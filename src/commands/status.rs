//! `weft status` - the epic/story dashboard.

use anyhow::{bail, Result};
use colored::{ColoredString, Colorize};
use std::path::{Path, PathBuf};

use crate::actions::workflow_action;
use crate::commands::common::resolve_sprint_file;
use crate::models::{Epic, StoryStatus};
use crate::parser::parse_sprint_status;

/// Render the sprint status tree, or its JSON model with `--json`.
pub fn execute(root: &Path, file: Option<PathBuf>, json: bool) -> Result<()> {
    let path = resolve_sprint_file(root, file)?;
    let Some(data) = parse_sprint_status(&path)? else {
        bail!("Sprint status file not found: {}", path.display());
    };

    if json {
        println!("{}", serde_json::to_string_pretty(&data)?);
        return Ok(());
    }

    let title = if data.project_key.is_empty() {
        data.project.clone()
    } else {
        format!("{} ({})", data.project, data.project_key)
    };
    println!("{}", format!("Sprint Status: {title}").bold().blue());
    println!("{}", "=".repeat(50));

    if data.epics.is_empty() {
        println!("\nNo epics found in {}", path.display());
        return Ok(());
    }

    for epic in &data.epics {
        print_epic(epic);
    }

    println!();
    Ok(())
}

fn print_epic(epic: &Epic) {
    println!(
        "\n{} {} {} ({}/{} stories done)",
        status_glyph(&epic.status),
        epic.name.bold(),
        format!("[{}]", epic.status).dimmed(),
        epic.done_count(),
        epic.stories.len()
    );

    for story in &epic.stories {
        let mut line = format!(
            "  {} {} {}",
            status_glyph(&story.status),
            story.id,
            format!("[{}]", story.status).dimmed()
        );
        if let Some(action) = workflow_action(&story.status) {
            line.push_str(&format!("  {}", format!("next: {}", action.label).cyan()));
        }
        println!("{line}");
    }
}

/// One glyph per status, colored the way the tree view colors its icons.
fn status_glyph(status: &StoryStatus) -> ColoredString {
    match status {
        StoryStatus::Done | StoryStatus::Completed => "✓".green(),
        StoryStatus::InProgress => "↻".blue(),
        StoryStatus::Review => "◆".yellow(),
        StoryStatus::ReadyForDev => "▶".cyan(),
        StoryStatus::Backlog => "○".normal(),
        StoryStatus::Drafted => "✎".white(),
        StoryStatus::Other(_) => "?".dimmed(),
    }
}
○ ○ ○ ○ ○
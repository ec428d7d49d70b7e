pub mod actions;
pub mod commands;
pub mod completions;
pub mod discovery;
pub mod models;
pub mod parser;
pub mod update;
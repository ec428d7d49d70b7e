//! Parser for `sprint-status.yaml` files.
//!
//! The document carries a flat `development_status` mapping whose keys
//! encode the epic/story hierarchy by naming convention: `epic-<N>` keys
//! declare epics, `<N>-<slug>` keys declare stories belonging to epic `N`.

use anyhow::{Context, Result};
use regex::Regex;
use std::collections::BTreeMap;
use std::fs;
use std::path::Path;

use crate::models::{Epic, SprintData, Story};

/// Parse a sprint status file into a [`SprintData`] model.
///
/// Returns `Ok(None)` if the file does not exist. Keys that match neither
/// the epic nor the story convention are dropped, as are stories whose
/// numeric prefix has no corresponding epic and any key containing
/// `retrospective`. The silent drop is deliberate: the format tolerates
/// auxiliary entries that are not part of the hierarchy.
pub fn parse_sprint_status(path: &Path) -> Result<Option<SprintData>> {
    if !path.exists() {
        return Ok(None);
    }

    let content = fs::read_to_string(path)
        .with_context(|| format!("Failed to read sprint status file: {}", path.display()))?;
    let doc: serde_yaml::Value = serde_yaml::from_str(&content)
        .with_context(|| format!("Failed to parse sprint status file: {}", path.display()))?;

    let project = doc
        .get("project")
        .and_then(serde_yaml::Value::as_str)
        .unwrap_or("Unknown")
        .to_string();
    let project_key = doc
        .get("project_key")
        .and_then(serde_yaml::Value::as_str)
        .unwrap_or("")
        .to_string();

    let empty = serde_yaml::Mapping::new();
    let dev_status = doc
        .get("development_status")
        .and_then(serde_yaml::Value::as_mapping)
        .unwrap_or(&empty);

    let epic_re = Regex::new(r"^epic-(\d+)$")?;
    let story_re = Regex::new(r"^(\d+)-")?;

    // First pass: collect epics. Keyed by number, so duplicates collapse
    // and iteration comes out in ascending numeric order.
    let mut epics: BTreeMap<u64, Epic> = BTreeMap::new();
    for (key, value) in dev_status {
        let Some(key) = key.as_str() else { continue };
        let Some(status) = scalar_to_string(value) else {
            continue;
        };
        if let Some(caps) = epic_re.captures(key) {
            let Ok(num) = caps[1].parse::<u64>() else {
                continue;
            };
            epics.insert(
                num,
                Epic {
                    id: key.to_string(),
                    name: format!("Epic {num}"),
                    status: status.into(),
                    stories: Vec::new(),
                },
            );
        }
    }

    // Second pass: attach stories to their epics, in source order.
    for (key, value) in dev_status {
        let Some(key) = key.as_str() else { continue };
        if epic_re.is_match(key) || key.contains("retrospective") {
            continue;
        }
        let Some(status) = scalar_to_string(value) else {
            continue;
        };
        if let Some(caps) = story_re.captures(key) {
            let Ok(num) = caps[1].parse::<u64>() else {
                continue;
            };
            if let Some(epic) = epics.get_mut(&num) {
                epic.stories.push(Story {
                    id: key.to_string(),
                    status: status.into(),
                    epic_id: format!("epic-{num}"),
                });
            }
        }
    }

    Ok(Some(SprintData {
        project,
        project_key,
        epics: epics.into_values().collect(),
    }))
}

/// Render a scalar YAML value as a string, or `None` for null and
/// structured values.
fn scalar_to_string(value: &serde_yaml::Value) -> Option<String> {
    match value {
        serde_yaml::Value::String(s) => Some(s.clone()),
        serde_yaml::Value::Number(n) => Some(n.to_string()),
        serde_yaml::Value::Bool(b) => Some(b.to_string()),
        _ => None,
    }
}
○ ○ ○ ○ ○
Everything above from the line containing "use std::collections::BTreeMap;" down to the line containing "the format tolerates" should be copied exactly, both end lines included, and nothing else.

Answer section —
use std::collections::BTreeMap;
use std::fs;
use std::path::Path;

use crate::models::{Epic, SprintData, Story};

/// Parse a sprint status file into a [`SprintData`] model.
///
/// Returns `Ok(None)` if the file does not exist. Keys that match neither
/// the epic nor the story convention are dropped, as are stories whose
/// numeric prefix has no corresponding epic and any key containing
/// `retrospective`. The silent drop is deliberate: the format tolerates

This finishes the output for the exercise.